As runners, we are constantly being told to be wary of the dangers of dehydration, but very few runners are ever warned about the risks of overhydration. This article explains the dangers of this concept and provides tips on how to hydrate safely while on the run.

female trail runner running in the hills and drinking from a bottle

Why Overhydrating Can Be Dangerous

According to the latest scientific research, dehydration while running is rarely life-threatening, however overhydration commonly is. To complicate matters further, due to such a heightened fear of dehydration, most runners are far more likely to drink too much water rather than not enough, which can exacerbate the effects of overhydration to alarming levels.

How it Happens

The most severe level of overhydration is medically known as hyponatremia. This can develop from drinking too many fluids before, during, or after a run. It does not result solely from drinking too much water but can also be caused by drinking excessive amounts of sports drinks as well.

Hyponatremia occurs when a runner drinks so many fluids that the body cannot get rid of the excess through normal bodily functions such as sweating or urination.
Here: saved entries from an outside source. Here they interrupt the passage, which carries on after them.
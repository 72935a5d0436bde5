use reqwest::Method;
use serde::Serialize;
use serde_json::Value;

use crate::{GatewayClient, GatewayError, RequestOptions};

#[derive(Debug, Clone, Copy)]
pub struct Settings<'a> {
    pub(crate) client: &'a GatewayClient,
}

impl Settings<'_> {
    pub async fn get(&self) -> Result<Value, GatewayError> {
        self.client
            .send(Method::GET, "/settings", RequestOptions::new())
            .await
    }

    pub async fn update<B: Serialize + ?Sized>(
        &self,
        settings: &B,
    ) -> Result<Value, GatewayError> {
        let options = RequestOptions::new().json(settings)?;
        self.client.send(Method::PUT, "/settings", options).await
    }

    /// Backend version, database size and similar facts.
    pub async fn info(&self) -> Result<Value, GatewayError> {
        self.client
            .send(Method::GET, "/settings/info", RequestOptions::new())
            .await
    }

    /// Delete every crawled record.
    ///
    /// The request is sent with the `admin` role unless a role override is set.
    pub async fn purge(&self) -> Result<Value, GatewayError> {
        let options = RequestOptions::new().json(&serde_json::json!({}))?;
        self.client
            .send(Method::POST, "/settings/purge", options)
            .await
    }

    /// A JSON dump of the system settings.
    pub async fn export(&self) -> Result<Value, GatewayError> {
        self.client
            .send(Method::GET, "/settings/export", RequestOptions::new())
            .await
    }
}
This increases water levels in the bloodstream and dilutes sodium levels in the blood to abnormally low levels. The body's natural process of osmosis attempts to equalise these sodium levels by drawing water from the blood into the body's cells, causing those cells to swell up like balloons. This can create a myriad of issues throughout the body, but the most concerning is if this swelling occurs in the brain. If hyponatremia transpires at this level, then a runner's condition can become life-threatening.

The most common side effects of overhydration are nausea, vomiting, and cramps, which are almost identical to those of dehydration. This often encourages runners to drink even more, making their conditions worse.

female runner drinking from a bottle while running on the trail

Guidelines for How to Hydrate

Learning how to correctly balance hydration to avoid the side effects of dehydration and overhydration can be a serious challenge. This can be even more difficult for runners who are susceptible to cramping or headaches due to their likelihood to overcompensate with excess fluids. Just remember that drinking more does not prevent these problems and can actually make them worse.

Don't Fear Dehydration

Contrary to common beliefs and other aspects of nutrition, athletes do not need to "stay ahead" of their hydration. Instead, research suggests that we should listen to our innate thirst mechanism and only drink when we are thirsty. This will provide a safe and reliable guide to when you need to hydrate. Research also recommends that runners consume electrolytes in combination with their fluids to lessen the effects of overhydration. Hydration mixes and electrolyte tablets are some easily consumable ways to stay hydrated and perform at your best while replenishing your electrolytes.

How to Hydrate Safely

  • When you are planning for a long run or event, ensure you will have plenty of fluids on hand, but do not force yourself to drink on a schedule. Instead, just drink when you are thirsty.
  • Consider using a drink mix with electrolytes or a hydration tablet in your water, but remember to be aware of your fluid intake even with a sports drink.
  • Supplementing with electrolyte tablets can help offset the dilution of sodium in your body on long-distance runs or races.